Relativement à la participation et à l'entraide

Nous avons relevé diverses manifestations simples et spontanées de participation et d'entraide

La participation

La pleine participation de chacun des membres du groupe est un des aspects importants de notre pratique. Selon nos observations, la participation s'est manifestée dans l'intérêt soutenu des participants, dans leur grande concentration, dans les gestes et les paroles qui enrichissent et stimulent la dynamique du groupe ainsi que dans les résistances et le refus plus catégorique de participer.

L'entraide

Les données révèlent clairement que l'entraide s'est manifestée de diverses façons à toutes les étapes de l'expérimentation, sous forme d'aide apportée par des participants à d'autres participants, d'encouragement et d'échanges.

L'ensemble des observations que nous avons faites au cours de la deuxième expérimentation nous permettent d'affirmer que nous pouvons, si nous fixons préalablement nos objectifs et si nous mettons en place les conditions nécessaires, surmonter les difficultés que pose l'utilisation des nouvelles technologies en alphabétisation populaire.

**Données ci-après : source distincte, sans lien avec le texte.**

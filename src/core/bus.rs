use crate::db::buses::{
    delete_bus, find_bus_by_name, find_schedule, insert_bus, insert_schedule, load_buses,
    load_schedules, update_bus, update_schedule,
};
use crate::db::log::ttlog_soft;
use crate::db::notifications::insert_notification;
use crate::db::pool::DbPool;
use crate::db::students::load_students_on_bus;
use crate::db::ts_to_db;
use crate::errors::{AppError, AppResult};
use crate::models::bus::{Bus, BusSchedule};
use crate::models::notification::NotificationRecord;
use crate::models::student::Student;
use chrono::{DateTime, NaiveDate, NaiveTime, Utc};
use std::collections::HashSet;
use tracing::debug;

fn required(value: &str, field: &'static str) -> AppResult<String> {
    let v = value.trim();
    if v.is_empty() {
        return Err(AppError::MissingField(field));
    }
    Ok(v.to_string())
}

/// Normalizes `H:MM` / `HH:MM` to `HH:MM`.
pub fn normalize_time(s: &str) -> AppResult<String> {
    NaiveTime::parse_from_str(s.trim(), "%H:%M")
        .map(|t| t.format("%H:%M").to_string())
        .map_err(|_| AppError::InvalidTime(s.to_string()))
}

/// Message stored for a parent whose child rides a bus whose schedule changed.
pub fn schedule_notification(
    student: &Student,
    schedule: &BusSchedule,
    now: &DateTime<Utc>,
) -> NotificationRecord {
    NotificationRecord {
        id: 0,
        student_id: student.id_number.clone(),
        student_name: student.name.clone(),
        parent_name: student.parent_name.clone(),
        parent_email: student.parent_email.clone(),
        parent_contact: student.parent_contact.clone(),
        message: format!(
            "Bus schedule updated: Time - {}, Info - {}. Please note the change.",
            schedule.time, schedule.info
        ),
        kind: "schedule".to_string(),
        direction: None,
        location: schedule.bus_name.clone(),
        status: "sent".to_string(),
        read: false,
        created_at: ts_to_db(now),
    }
}

pub struct BusLogic;

impl BusLogic {
    pub fn add(
        pool: &DbPool,
        name: &str,
        driver_name: &str,
        driver_contact: &str,
    ) -> AppResult<Bus> {
        let mut bus = Bus {
            id: 0,
            name: required(name, "bus name")?,
            driver_name: required(driver_name, "driver name")?,
            driver_contact: required(driver_contact, "driver contact")?,
            created_at: ts_to_db(&Utc::now()),
        };
        bus.id = insert_bus(&pool.conn, &bus)?;

        ttlog_soft(
            &pool.conn,
            "bus_add",
            &bus.name,
            &format!("Driver {} ({})", bus.driver_name, bus.driver_contact),
        );
        Ok(bus)
    }

    pub fn get(pool: &DbPool, name: &str) -> AppResult<Bus> {
        find_bus_by_name(&pool.conn, name.trim())?
            .ok_or_else(|| AppError::BusNotFound(name.trim().to_string()))
    }

    pub fn list(pool: &DbPool) -> AppResult<Vec<Bus>> {
        load_buses(&pool.conn)
    }

    /// `None` keeps the stored value.
    pub fn edit(
        pool: &DbPool,
        name: &str,
        new_name: Option<&str>,
        driver_name: Option<&str>,
        driver_contact: Option<&str>,
    ) -> AppResult<Bus> {
        let mut bus = Self::get(pool, name)?;

        if let Some(v) = new_name {
            let v = required(v, "bus name")?;
            if v != bus.name && find_bus_by_name(&pool.conn, &v)?.is_some() {
                return Err(AppError::DuplicateBus(v));
            }
            bus.name = v;
        }
        if let Some(v) = driver_name {
            bus.driver_name = required(v, "driver name")?;
        }
        if let Some(v) = driver_contact {
            bus.driver_contact = required(v, "driver contact")?;
        }

        update_bus(&pool.conn, &bus)?;
        ttlog_soft(&pool.conn, "bus_edit", &bus.name, "Bus updated");
        Ok(bus)
    }

    pub fn delete(pool: &DbPool, name: &str) -> AppResult<()> {
        let bus = Self::get(pool, name)?;
        delete_bus(&pool.conn, bus.id)?;
        ttlog_soft(&pool.conn, "bus_del", &bus.name, "Bus and schedules removed");
        Ok(())
    }
}

pub struct ScheduleLogic;

impl ScheduleLogic {
    pub fn add(
        pool: &DbPool,
        bus_name: &str,
        date: NaiveDate,
        time: &str,
        info: &str,
    ) -> AppResult<BusSchedule> {
        let bus = BusLogic::get(pool, bus_name)?;
        let mut schedule = BusSchedule {
            id: 0,
            bus_id: bus.id,
            bus_name: bus.name,
            date,
            time: normalize_time(time)?,
            info: info.trim().to_string(),
            updated_at: ts_to_db(&Utc::now()),
        };
        schedule.id = insert_schedule(&pool.conn, &schedule)?;

        ttlog_soft(
            &pool.conn,
            "schedule_add",
            &schedule.bus_name,
            &format!("{} {}", schedule.date, schedule.time),
        );
        Ok(schedule)
    }

    pub fn list(
        pool: &DbPool,
        bus_name: Option<&str>,
        date: Option<NaiveDate>,
    ) -> AppResult<Vec<BusSchedule>> {
        let bus_id = match bus_name {
            Some(name) => Some(BusLogic::get(pool, name)?.id),
            None => None,
        };
        load_schedules(&pool.conn, bus_id, date)
    }

    /// Updates time and/or info, then appends one `schedule` notification per
    /// parent of the students riding the bus. Returns the updated schedule and
    /// the number of notifications written.
    pub fn edit(
        pool: &DbPool,
        id: i64,
        time: Option<&str>,
        info: Option<&str>,
        now: DateTime<Utc>,
    ) -> AppResult<(BusSchedule, usize)> {
        let mut schedule =
            find_schedule(&pool.conn, id)?.ok_or(AppError::ScheduleNotFound(id))?;

        if let Some(t) = time {
            schedule.time = normalize_time(t)?;
        }
        if let Some(i) = info {
            schedule.info = i.trim().to_string();
        }
        schedule.updated_at = ts_to_db(&now);

        let riders = load_students_on_bus(&pool.conn, schedule.bus_id)?;

        let tx = pool.conn.unchecked_transaction()?;
        update_schedule(&tx, &schedule)?;

        let mut seen = HashSet::new();
        for student in &riders {
            let key = (student.parent_email.clone(), student.parent_contact.clone());
            if !seen.insert(key) {
                continue;
            }
            insert_notification(&tx, &schedule_notification(student, &schedule, &now))?;
        }
        tx.commit()?;

        debug!(schedule = id, parents = seen.len(), "schedule change notified");
        ttlog_soft(
            &pool.conn,
            "schedule_edit",
            &schedule.bus_name,
            &format!("{} {} ({} parent(s) notified)", schedule.date, schedule.time, seen.len()),
        );
        Ok((schedule, seen.len()))
    }
}

#[cfg(test)]
mod tests {
    use super::*;
    use crate::core::student::{StudentForm, StudentLogic};
    use crate::db::initialize::init_db;
    use crate::db::notifications::load_all;
    use chrono::TimeZone;

    fn pool() -> DbPool {
        let pool = DbPool::open_in_memory().unwrap();
        init_db(&pool.conn).unwrap();
        BusLogic::add(&pool, "Line 7", "Gino Neri", "+39 320 555000").unwrap();
        BusLogic::add(&pool, "Line 9", "Pia Conti", "+39 320 555999").unwrap();
        pool
    }

    fn enroll(pool: &DbPool, id: &str, email: &str, bus: &str) {
        StudentLogic::add(
            pool,
            StudentForm {
                id_number: id.into(),
                name: format!("Student {id}"),
                class: "1A".into(),
                parent_name: "Parent".into(),
                parent_contact: "+39 333 000111".into(),
                parent_email: Some(email.into()),
                parent_address: "Via Roma 1".into(),
                photo: None,
                bus: Some(bus.into()),
            },
        )
        .unwrap();
    }

    fn date() -> NaiveDate {
        NaiveDate::from_ymd_opt(2025, 10, 20).unwrap()
    }

    #[test]
    fn time_is_normalized() {
        assert_eq!(normalize_time("7:05").unwrap(), "07:05");
        assert!(matches!(normalize_time("25:00"), Err(AppError::InvalidTime(_))));
    }

    #[test]
    fn duplicate_bus_name_is_refused() {
        let pool = pool();
        assert!(matches!(
            BusLogic::add(&pool, "Line 7", "X", "Y"),
            Err(AppError::DuplicateBus(_))
        ));
        assert!(matches!(
            BusLogic::edit(&pool, "Line 9", Some("Line 7"), None, None),
            Err(AppError::DuplicateBus(_))
        ));
    }

    #[test]
    fn schedule_edit_notifies_each_parent_once() {
        let pool = pool();
        // siblings share a parent
        enroll(&pool, "STD001", "a@example.org", "Line 7");
        enroll(&pool, "STD002", "a@example.org", "Line 7");
        enroll(&pool, "STD003", "b@example.org", "Line 7");
        enroll(&pool, "STD004", "c@example.org", "Line 9");

        let s = ScheduleLogic::add(&pool, "Line 7", date(), "7:30", "Gate B").unwrap();
        assert!(load_all(&pool.conn).unwrap().is_empty());

        let now = Utc.with_ymd_and_hms(2025, 10, 19, 18, 0, 0).unwrap();
        let (updated, sent) =
            ScheduleLogic::edit(&pool, s.id, Some("07:45"), None, now).unwrap();

        assert_eq!(sent, 2);
        assert_eq!(updated.time, "07:45");
        assert_eq!(updated.info, "Gate B");

        let all = load_all(&pool.conn).unwrap();
        assert_eq!(all.len(), 2);
        assert!(all.iter().all(|n| n.kind == "schedule" && n.direction.is_none()));
        assert!(all.iter().all(|n| n.location == "Line 7"));
        assert!(all.iter().all(|n| n.created_at == "2025-10-19T18:00:00.000Z"));
        assert!(!all.iter().any(|n| n.parent_email == "c@example.org"));
        assert!(all[0].message.contains("Time - 07:45, Info - Gate B"));
    }

    #[test]
    fn edit_unknown_schedule_is_not_found() {
        let pool = pool();
        assert!(matches!(
            ScheduleLogic::edit(&pool, 42, None, Some("x"), Utc::now()),
            Err(AppError::ScheduleNotFound(42))
        ));
    }

    #[test]
    fn deleting_a_bus_unlinks_riders_and_drops_schedules() {
        let pool = pool();
        enroll(&pool, "STD001", "a@example.org", "Line 7");
        ScheduleLogic::add(&pool, "Line 7", date(), "07:30", "").unwrap();

        BusLogic::delete(&pool, "Line 7").unwrap();

        assert_eq!(StudentLogic::get(&pool, "STD001").unwrap().bus_id, None);
        assert!(ScheduleLogic::list(&pool, None, None).unwrap().is_empty());
        assert!(matches!(
            BusLogic::get(&pool, "Line 7"),
            Err(AppError::BusNotFound(_))
        ));
    }
}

Manifestement, les participants aiment et apprécient travailler avec les logiciels éducatifs. La créativité, l'ouverture au monde et la fierté qu'ils tirent de leur expérience favorisent l'apprentissage. La nouveauté des outils et du contexte les incite à s'observer et à effectuer un travail de réflexion et d'analyse. Ils acquièrent de nouveaux réflexes. Les participants ont dit apprécier la souplesse de l'expérimentation. Ils aiment choisir les exercices et se tromper sans être jugés. Ils sont actifs et autonomes. La fascination, l'émerveillement, la curiosité et le plaisir stimulent le goût d'apprendre, et le sentiment d'avoir réussi génère l'envie d'aider les autres. Dans ce contexte presque idéal, soit l'exploration individuelle avec soutien, l'utilisation des logiciels semble très profitable sur le plan de l'apprentissage. L'accès au monde informatique en même temps que la plupart des citoyens crée un sentiment de confiance et de fierté générateur d'attitudes positives.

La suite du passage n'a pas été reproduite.